(Source records)

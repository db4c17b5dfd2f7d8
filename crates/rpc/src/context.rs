//! Application context - wires everything together
//!
//! Owns the ledger and the engines. Every mutating call runs through
//! [`AppContext::transact`]: operational check, the operation on a draft,
//! the draft's events appended to the journal, and only then the draft
//! swapped in and the events broadcast. A journal failure aborts the
//! operation with the ledger untouched.

use std::path::Path;
use std::sync::Arc;

use surety_core::{Amount, FlightKey, FlightStatus, Principal, SuretyConfig, SuretyEvent};
use surety_events::{EventBus, EventEnvelope, EventJournal, EventReader, EventReceiver};
use surety_governance::{AdmissionOutcome, FundingOutcome, GovernanceEngine};
use surety_ledger::{
    authorize, AccessDenied, Capability, InMemoryLedger, LedgerStore, ReconciliationRecord,
};
use surety_oracle::{
    FetchOutcome, HashIndexGenerator, IndexGenerator, OracleCoordinator, ResponseOutcome,
};
use surety_policy::{PolicyEngine, PurchaseReceipt};
use surety_settlement::{FundsTransfer, Settlement, TransferReceipt};

use crate::error::SuretyError;

/// Engines handed to each transaction alongside the ledger draft
pub struct Engines {
    pub governance: GovernanceEngine,
    pub policy: PolicyEngine,
    pub oracle: OracleCoordinator,
}

pub struct AppContext {
    config: SuretyConfig,
    ledger: InMemoryLedger,
    engines: Engines,
    settlement: Settlement,
    bus: EventBus,
    journal: Option<EventJournal>,
}

impl AppContext {
    /// Create a context whose genesis airline is registered but unfunded
    pub fn new(
        config: SuretyConfig,
        owner: Principal,
        genesis_airline: Principal,
        genesis_name: &str,
        transfer: Arc<dyn FundsTransfer>,
    ) -> Self {
        let ledger = InMemoryLedger::with_genesis_airline(owner, genesis_airline, genesis_name);
        let policy = PolicyEngine::new(config.policy.clone());
        let engines = Engines {
            governance: GovernanceEngine::new(config.governance.clone()),
            oracle: OracleCoordinator::new(config.oracle.clone(), policy.clone()),
            policy,
        };

        Self {
            config,
            ledger,
            engines,
            settlement: Settlement::new(transfer),
            bus: EventBus::new(),
            journal: None,
        }
    }

    /// Replace the index generator (seeded hash by default)
    pub fn with_index_generator(mut self, generator: Box<dyn IndexGenerator>) -> Self {
        self.engines.oracle = OracleCoordinator::with_generator(
            self.config.oracle.clone(),
            self.engines.policy.clone(),
            generator,
        );
        self
    }

    pub fn with_seed(self, seed: u64) -> Self {
        self.with_index_generator(Box::new(HashIndexGenerator::from_seed(seed)))
    }

    /// Record committed events under `journal_path`.
    ///
    /// Sequence numbers continue after the last recorded event. Call before
    /// subscribing: existing subscriptions are dropped.
    pub fn with_journal(mut self, journal_path: impl AsRef<Path>) -> Result<Self, SuretyError> {
        let journal_path = journal_path.as_ref();
        let journal = EventJournal::open(journal_path)?;
        let last = EventReader::from_directory(journal_path)?
            .last_sequence()?
            .unwrap_or(0);

        tracing::info!(path = %journal_path.display(), last_sequence = last, "Event journal attached");
        self.bus = EventBus::new().resume_from(last);
        self.journal = Some(journal);
        Ok(self)
    }

    pub fn config(&self) -> &SuretyConfig {
        &self.config
    }

    pub fn ledger(&self) -> &InMemoryLedger {
        &self.ledger
    }

    pub fn subscribe(&self) -> EventReceiver {
        self.bus.subscribe()
    }

    pub fn last_sequence(&self) -> u64 {
        self.bus.last_sequence()
    }

    /// Run `op` atomically against the ledger and publish its events
    pub fn transact<T, E, F>(&mut self, op: F) -> Result<T, SuretyError>
    where
        E: Into<SuretyError>,
        F: FnOnce(&Engines, &mut InMemoryLedger) -> Result<T, E>,
    {
        if !self.ledger.is_operational() {
            tracing::warn!("Operation rejected: contract not operational");
            return Err(SuretyError::NotOperational);
        }
        self.commit(op)
    }

    /// Journal first, apply second
    fn commit<T, E, F>(&mut self, op: F) -> Result<T, SuretyError>
    where
        E: Into<SuretyError>,
        F: FnOnce(&Engines, &mut InMemoryLedger) -> Result<T, E>,
    {
        let mut draft = self.ledger.clone();
        let output = op(&self.engines, &mut draft).map_err(|e| {
            let e: SuretyError = e.into();
            tracing::warn!(error = %e, "Operation rejected");
            e
        })?;

        let envelopes = self.bus.stamp(draft.drain_events());
        if let Some(journal) = &self.journal {
            journal.append_batch(&envelopes).map_err(|e| {
                tracing::error!(error = %e, events = envelopes.len(), "Journal append failed, operation aborted");
                SuretyError::from(e)
            })?;
        }

        self.install(draft, envelopes);
        Ok(output)
    }

    fn install(&mut self, ledger: InMemoryLedger, envelopes: Vec<EventEnvelope>) {
        self.ledger = ledger;
        self.bus.broadcast(envelopes);
    }

    // === Operational status ===

    pub fn is_operational(&self) -> bool {
        self.ledger.is_operational()
    }

    /// Owner-only. Returns whether the status changed.
    pub fn set_operating_status(
        &mut self,
        sender: &Principal,
        operational: bool,
    ) -> Result<bool, SuretyError> {
        let changed = self.commit(|_, draft| -> Result<bool, SuretyError> {
            authorize(draft, sender, Capability::Owner)?;
            if draft.is_operational() == operational {
                return Ok(false);
            }
            draft.set_operational(operational);
            draft.emit(SuretyEvent::OperationalStatusChanged { operational });
            Ok(true)
        })?;

        if changed {
            tracing::info!(operational, "Operational status changed");
        }
        Ok(changed)
    }

    // === Governance ===

    pub fn register_airline(
        &mut self,
        sender: &Principal,
        candidate: &Principal,
        name: &str,
    ) -> Result<AdmissionOutcome, SuretyError> {
        self.transact(|engines, ledger| {
            engines
                .governance
                .register_airline(ledger, candidate, name, sender)
        })
    }

    pub fn fund_airline(
        &mut self,
        sender: &Principal,
        amount: Amount,
    ) -> Result<FundingOutcome, SuretyError> {
        self.transact(|engines, ledger| -> Result<FundingOutcome, SuretyError> {
            match engines.governance.fund_airline(ledger, sender, amount)? {
                FundingOutcome::UnknownAirline => {
                    Err(SuretyError::Unauthorized(AccessDenied::NotAirline(sender.clone())))
                }
                funded => Ok(funded),
            }
        })
    }

    // === Flights & insurance ===

    pub fn register_flight(
        &mut self,
        sender: &Principal,
        airline: &Principal,
        designator: &str,
        timestamp: u64,
    ) -> Result<bool, SuretyError> {
        self.transact(|engines, ledger| {
            engines
                .policy
                .register_flight(ledger, airline, designator, timestamp, sender)
        })
    }

    pub fn buy_flight_insurance(
        &mut self,
        sender: &Principal,
        airline: &Principal,
        designator: &str,
        timestamp: u64,
        premium: Amount,
    ) -> Result<PurchaseReceipt, SuretyError> {
        let flight = FlightKey::new(airline.clone(), designator, timestamp);
        self.transact(|engines, ledger| {
            engines.policy.buy_insurance(ledger, &flight, sender, premium)
        })
    }

    // === Oracles ===

    pub fn register_oracle(
        &mut self,
        sender: &Principal,
        fee: Amount,
    ) -> Result<Vec<u8>, SuretyError> {
        self.transact(|engines, ledger| engines.oracle.register_oracle(ledger, sender, fee))
    }

    pub fn register_oracle_with_indexes(
        &mut self,
        sender: &Principal,
        oracle: &Principal,
        indexes: Vec<u8>,
        fee: Amount,
    ) -> Result<Vec<u8>, SuretyError> {
        self.transact(|engines, ledger| {
            engines
                .oracle
                .register_oracle_with_indexes(ledger, sender, oracle, indexes, fee)
        })
    }

    pub fn fetch_flight_status(
        &mut self,
        sender: &Principal,
        airline: &Principal,
        designator: &str,
        timestamp: u64,
    ) -> Result<FetchOutcome, SuretyError> {
        let flight = FlightKey::new(airline.clone(), designator, timestamp);
        self.transact(|engines, ledger| engines.oracle.fetch_flight_status(ledger, &flight, sender))
    }

    pub fn submit_oracle_response(
        &mut self,
        sender: &Principal,
        index: u8,
        flight: &FlightKey,
        status: FlightStatus,
    ) -> Result<ResponseOutcome, SuretyError> {
        self.transact(|engines, ledger| {
            engines
                .oracle
                .submit_oracle_response(ledger, index, flight, status, sender)
        })
    }

    // === Settlement ===

    /// Pull `sender`'s whole balance out through the transfer collaborator.
    ///
    /// The debit commits before the transfer starts. Once the transfer has
    /// run its outcome is committed whatever happens to the journal, and the
    /// caller always gets the settlement result.
    pub async fn withdraw_balance(
        &mut self,
        sender: &Principal,
    ) -> Result<TransferReceipt, SuretyError> {
        let settlement = self.settlement.clone();
        let amount = self.transact(|_, ledger| settlement.debit(ledger, sender))?;

        let mut draft = self.ledger.clone();
        let result = settlement.release(&mut draft, sender, amount).await;

        let envelopes = self.bus.stamp(draft.drain_events());
        if let Some(journal) = &self.journal {
            if let Err(e) = journal.append_batch(&envelopes) {
                tracing::error!(passenger = %sender, %amount, error = %e, "Withdrawal outcome missing from journal");
            }
        }
        self.install(draft, envelopes);

        result.map_err(|e| {
            let e = SuretyError::from(e);
            tracing::warn!(passenger = %sender, error = %e, "Withdrawal failed");
            e
        })
    }

    // === Queries ===

    pub fn is_airline(&self, airline: &Principal) -> bool {
        self.ledger.is_airline(airline)
    }

    pub fn is_airline_active(&self, airline: &Principal) -> bool {
        self.ledger.is_airline_active(airline)
    }

    pub fn get_airline_funds(&self, airline: &Principal) -> Result<Amount, SuretyError> {
        Ok(self.ledger.get_airline_funds(airline)?)
    }

    pub fn is_flight_registered(&self, airline: &Principal, designator: &str, timestamp: u64) -> bool {
        self.ledger
            .is_flight_registered(&FlightKey::new(airline.clone(), designator, timestamp))
    }

    pub fn flight_status(&self, flight: &FlightKey) -> Option<FlightStatus> {
        self.ledger.flight(flight).map(|f| f.status)
    }

    pub fn get_balance(&self, principal: &Principal) -> Amount {
        self.ledger.get_balance(principal)
    }

    pub fn is_oracle_registered(&self, oracle: &Principal) -> bool {
        self.ledger.is_oracle_registered(oracle)
    }

    pub fn get_my_indexes(&self, oracle: &Principal) -> Result<Vec<u8>, SuretyError> {
        Ok(self.engines.oracle.oracle_indexes(&self.ledger, oracle)?)
    }

    pub fn reconciliation_failures(&self) -> &[ReconciliationRecord] {
        self.ledger.reconciliation_failures()
    }
}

(End Source records)

▶ Directions: Copy all lines of the records in which the string "struct" can be found.

▶ Result for this exercise:
pub struct Engines {
pub struct AppContext {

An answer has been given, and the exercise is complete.